La “nueva normalidad”
La Iglesia, y cada uno de nosotros, corremos el riesgo de perdernos si nos dejamos atrapar por el ruido de los acontecimientos de la pandemia, de las crisis económicas, de las batallas políticas, de las modas y de lo que se da en llamar la “nueva normalidad”. Hoy, más que nunca, tenemos que recuperar el silencio como espacio de encuentro, de oración, de reflexión.
Solo tenemos que contemplar cómo en muchas ocasiones preparamos encuentros de oración para jóvenes en los que leemos, cantamos, hablamos mucho, y que están muy bien, pero hay otro tipo de encuentros en los que, sin nada de eso, tan solo con el silencio ante el Santísimo, se produce ese encuentro especial con el susurro del Señor que llena todo nuestro interior. Cultivar el silencio entre tanto ruido no es ninguna tontería. Es, por el contrario, toda una terapia espiritual que deberíamos de aprender a practicar con más regularidad.
Los beneficios del silencio
El cielo está esperando para habitarnos. Dios no puede manifestarse hasta que la persona haga el trabajo correspondiente. Y este trabajo necesita el silencio como base para desarrollarse. El objetivo de la meditación y/o la oración es lograr un silencio interno y una paz tan profunda que podamos unirnos a nuestro Dios. Y nosotros hablamos, hablamos, hablamos… y esperamos que nos hablen.
Parece que es obligación hablar cuando nos vinculamos con alguien porque no sabemos compartir el silencio. Recuerdo una vez que fuimos a visitar a un ser muy especial cuya práctica espiritual contempla el silencio y la vigilia como pilares fundamentales. Y uno de los compañeros del grupo no paró de hablar. Habló y habló de cosas sin importancia porque no comprendió que estábamos allí para compartir el silencio y, de esta manera, poder comunicarnos desde el alma…

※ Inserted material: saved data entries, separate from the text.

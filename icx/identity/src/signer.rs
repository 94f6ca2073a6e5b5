// Copyright 2024 ICX Tools Developers
// SPDX-License-Identifier: MIT

//! Recoverable secp256k1 signing over pre-hashed messages.

use std::fmt;
use std::path::Path;

use base64::engine::general_purpose::STANDARD;
use base64::Engine;
use libsecp256k1::{Message, PublicKey, RecoveryId, SecretKey, Signature};
use thiserror::Error;
use zeroize::Zeroize;

use crate::address::Address;
use crate::keystore::{key_from_key_store, KeyStoreError};

/// Length of a compact `r || s` signature.
pub const SIGNATURE_LEN: usize = 64;
/// Length of a compact signature followed by its recovery id.
pub const RECOVERABLE_SIGNATURE_LEN: usize = SIGNATURE_LEN + 1;

const PRIVATE_KEY_LEN: usize = 32;

#[derive(Debug, Error)]
pub enum SignerError {
    #[error("invalid private key: {0}")]
    InvalidPrivateKey(String),
    #[error("invalid signature: {0}")]
    InvalidSignature(String),
    #[error("cannot recover public key: {0}")]
    Recovery(String),
}

/// A raw 32 byte secp256k1 secret. The bytes are wiped when the key is dropped and never show
/// up in `Debug` output.
#[derive(Clone, PartialEq, Eq)]
pub struct PrivateKey([u8; PRIVATE_KEY_LEN]);

impl PrivateKey {
    pub fn from_slice(bytes: &[u8]) -> Result<Self, SignerError> {
        let raw: [u8; PRIVATE_KEY_LEN] = bytes.try_into().map_err(|_| {
            SignerError::InvalidPrivateKey(format!(
                "expected {PRIVATE_KEY_LEN} bytes, got {}",
                bytes.len()
            ))
        })?;
        Ok(Self(raw))
    }

    pub fn as_bytes(&self) -> &[u8; PRIVATE_KEY_LEN] {
        &self.0
    }
}

impl Drop for PrivateKey {
    fn drop(&mut self) {
        self.0.zeroize();
    }
}

impl fmt::Debug for PrivateKey {
    fn fmt(&self, f: &mut fmt::Formatter<'_>) -> fmt::Result {
        f.write_str("PrivateKey(..)")
    }
}

/// Signs 32 byte digests with a fixed private key. Signatures are deterministic (RFC 6979) and
/// carry a recovery id so that verifiers can reconstruct the public key, and with it the
/// sender address, from the signature alone.
///
/// # Examples
/// ```no_run
/// use icx_identity::IcxSigner;
///
/// let signer = IcxSigner::from_key_store("./keystore.json", "password").unwrap();
/// println!("address: {}", signer.address());
/// println!("signature: {}", signer.sign(&[0u8; 32]).unwrap());
/// ```
pub struct IcxSigner {
    secret: SecretKey,
    public: PublicKey,
}

impl IcxSigner {
    pub fn new(private_key: &PrivateKey) -> Result<Self, SignerError> {
        let secret = SecretKey::parse(private_key.as_bytes())
            .map_err(|e| SignerError::InvalidPrivateKey(format!("{e:?}")))?;
        let public = PublicKey::from_secret_key(&secret);
        Ok(Self { secret, public })
    }

    pub fn from_bytes(bytes: &[u8]) -> Result<Self, SignerError> {
        Self::new(&PrivateKey::from_slice(bytes)?)
    }

    /// Creates a signer with a freshly generated key.
    pub fn random() -> Self {
        let secret = SecretKey::random(&mut rand::thread_rng());
        let public = PublicKey::from_secret_key(&secret);
        Self { secret, public }
    }

    /// Loads the private key from a password protected keystore file.
    pub fn from_key_store(path: impl AsRef<Path>, password: &str) -> Result<Self, KeyStoreError> {
        let private_key = key_from_key_store(path, password)?;
        Self::new(&private_key).map_err(|e| KeyStoreError::new(e.to_string()))
    }

    pub fn private_key(&self) -> PrivateKey {
        PrivateKey(self.secret.serialize())
    }

    pub fn public_key(&self) -> &PublicKey {
        &self.public
    }

    pub fn address(&self) -> Address {
        Address::from_public_key(&self.public)
    }

    /// Signs the digest and returns the compact signature with its recovery id. The caller is
    /// responsible for hashing; `digest` is signed as is.
    pub fn sign_recoverable(
        &self,
        digest: &[u8],
    ) -> Result<([u8; SIGNATURE_LEN], u8), SignerError> {
        let message = parse_digest(digest)?;
        let (signature, recovery_id) = libsecp256k1::sign(&message, &self.secret);
        Ok((signature.serialize(), recovery_id.serialize()))
    }

    /// Same as [`IcxSigner::sign_recoverable`], with the recovery id appended to the signature
    /// and the result base64 encoded.
    pub fn sign(&self, digest: &[u8]) -> Result<String, SignerError> {
        let (signature, recovery_id) = self.sign_recoverable(digest)?;

        let mut bytes = Vec::with_capacity(RECOVERABLE_SIGNATURE_LEN);
        bytes.extend_from_slice(&signature);
        bytes.push(recovery_id);

        Ok(STANDARD.encode(bytes))
    }
}

impl fmt::Debug for IcxSigner {
    fn fmt(&self, f: &mut fmt::Formatter<'_>) -> fmt::Result {
        f.debug_struct("IcxSigner")
            .field("address", &self.address())
            .finish_non_exhaustive()
    }
}

/// Splits a base64 signature produced by [`IcxSigner::sign`] into its compact signature and
/// recovery id.
pub fn decode_signature(encoded: &str) -> Result<([u8; SIGNATURE_LEN], u8), SignerError> {
    let bytes = STANDARD
        .decode(encoded)
        .map_err(|e| SignerError::InvalidSignature(e.to_string()))?;
    if bytes.len() != RECOVERABLE_SIGNATURE_LEN {
        return Err(SignerError::InvalidSignature(format!(
            "expected {RECOVERABLE_SIGNATURE_LEN} bytes, got {}",
            bytes.len()
        )));
    }

    let (signature, recovery_id) = bytes.split_at(SIGNATURE_LEN);
    let mut compact = [0u8; SIGNATURE_LEN];
    compact.copy_from_slice(signature);
    Ok((compact, recovery_id[0]))
}

/// Checks a compact signature against a digest and public key.
pub fn verify(digest: &[u8], signature: &[u8; SIGNATURE_LEN], public_key: &PublicKey) -> bool {
    let Ok(message) = parse_digest(digest) else {
        return false;
    };
    match Signature::parse_standard(signature) {
        Ok(signature) => libsecp256k1::verify(&message, &signature, public_key),
        Err(_) => false,
    }
}

/// Reconstructs the signer's public key from a recoverable signature.
pub fn recover(
    digest: &[u8],
    signature: &[u8; SIGNATURE_LEN],
    recovery_id: u8,
) -> Result<PublicKey, SignerError> {
    let message = parse_digest(digest)?;
    let signature = Signature::parse_standard(signature)
        .map_err(|e| SignerError::InvalidSignature(format!("{e:?}")))?;
    let recovery_id = RecoveryId::parse(recovery_id)
        .map_err(|e| SignerError::InvalidSignature(format!("{e:?}")))?;

    libsecp256k1::recover(&message, &signature, &recovery_id)
        .map_err(|e| SignerError::Recovery(format!("{e:?}")))
}

fn parse_digest(digest: &[u8]) -> Result<Message, SignerError> {
    let digest: &[u8; 32] = digest.try_into().map_err(|_| {
        SignerError::InvalidSignature(format!("digest must be 32 bytes, got {}", digest.len()))
    })?;
    Ok(Message::parse(digest))
}

#[cfg(test)]
mod tests {
    use quickcheck_macros::quickcheck;
    use sha3::{Digest, Sha3_256};

    use super::*;

    fn hash(message: &[u8]) -> [u8; 32] {
        Sha3_256::digest(message).into()
    }

    #[test]
    fn sign_recoverable_verifies() {
        let signer = IcxSigner::random();
        let digest = hash(b"message_for_test");

        let (signature, recovery_id) = signer.sign_recoverable(&digest).unwrap();
        assert!(recovery_id < 4);
        assert!(verify(&digest, &signature, signer.public_key()));

        let other_digest = hash(b"invalid message");
        assert!(!verify(&other_digest, &signature, signer.public_key()));

        let other_signer = IcxSigner::random();
        assert!(!verify(&digest, &signature, other_signer.public_key()));
    }

    #[test]
    fn sign_recoverable_recovers_public_key() {
        let signer = IcxSigner::random();
        let digest = hash(b"recover me");

        let (signature, recovery_id) = signer.sign_recoverable(&digest).unwrap();
        let recovered = recover(&digest, &signature, recovery_id).unwrap();
        assert_eq!(&recovered, signer.public_key());
    }

    #[test]
    fn signing_is_deterministic() {
        let signer = IcxSigner::random();
        let digest = hash(b"same input");
        assert_eq!(signer.sign(&digest).unwrap(), signer.sign(&digest).unwrap());
    }

    #[test]
    fn rejects_digest_with_wrong_length() {
        let signer = IcxSigner::random();
        assert!(matches!(
            signer.sign_recoverable(b"not hashed"),
            Err(SignerError::InvalidSignature(_))
        ));
    }

    #[test]
    fn rejects_invalid_private_keys() {
        assert!(IcxSigner::from_bytes(&[1u8; 31]).is_err());
        // zero is not a valid scalar
        assert!(IcxSigner::from_bytes(&[0u8; 32]).is_err());
    }

    #[test]
    fn private_key_roundtrip() {
        let signer = IcxSigner::random();
        let restored = IcxSigner::new(&signer.private_key()).unwrap();
        assert_eq!(restored.address(), signer.address());
        assert_eq!(format!("{:?}", signer.private_key()), "PrivateKey(..)");
    }

    #[test]
    fn decode_signature_rejects_bad_length() {
        let encoded = STANDARD.encode([0u8; SIGNATURE_LEN]);
        assert!(decode_signature(&encoded).is_err());
        assert!(decode_signature("not base64!").is_err());
    }

    #[quickcheck]
    fn prop_sign_matches_sign_recoverable(message: Vec<u8>) -> bool {
        let signer = IcxSigner::random();
        let digest = hash(&message);

        let encoded = signer.sign(&digest).unwrap();
        let decoded = decode_signature(&encoded).unwrap();

        decoded == signer.sign_recoverable(&digest).unwrap()
    }
}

El lenguaje de la perfección
Vivimos una vida tan ruidosa que necesitamos todos los días pausas de silencio, retiros cortos en un rincón de la casa, en un parque o en cualquier sitio de paz. Es donde el ser humano se vuelve a “recargar” como un celular, reubicando sus vivencias y aprendiendo a priorizar. Cuando la persona va acercándose más al alma, a su ser superior, más necesidad tiene de silencio y más le atormentan los ruidos externos. El silencio es el lenguaje de la perfección, mientras que el ruido es la expresión de un defecto o una anomalía; el reflejo de una vida desorganizada y anárquica.
¿Cómo cultivar el silencio? Una disciplina sugerida es escuchar música. Seguir cada nota, cada instrumento con tanta atención que nos permita acallar nuestros pensamientos. También se sugiere el canto. Por supuesto que hablamos de música que nos eleve, de los grandes compositores, no de música rock, salsa o merengue… Otro método es escuchar los sonidos de la naturaleza. Ellos resaltan el estado de silencio en el que ella se encuentra. Las grandes montañas de la Tierra son templos de silencio.
Eterna danza
En el silencio y solo en el silencio podemos sentir que la vida circula en una eterna danza y que nos une en redes mágicas que expresan un diseño maestro nacido de la divina destreza del Dios del Universo. Ojalá que puedas percibirlo en lo profundo de tu ser y descubrir en tu silencio que somos uno.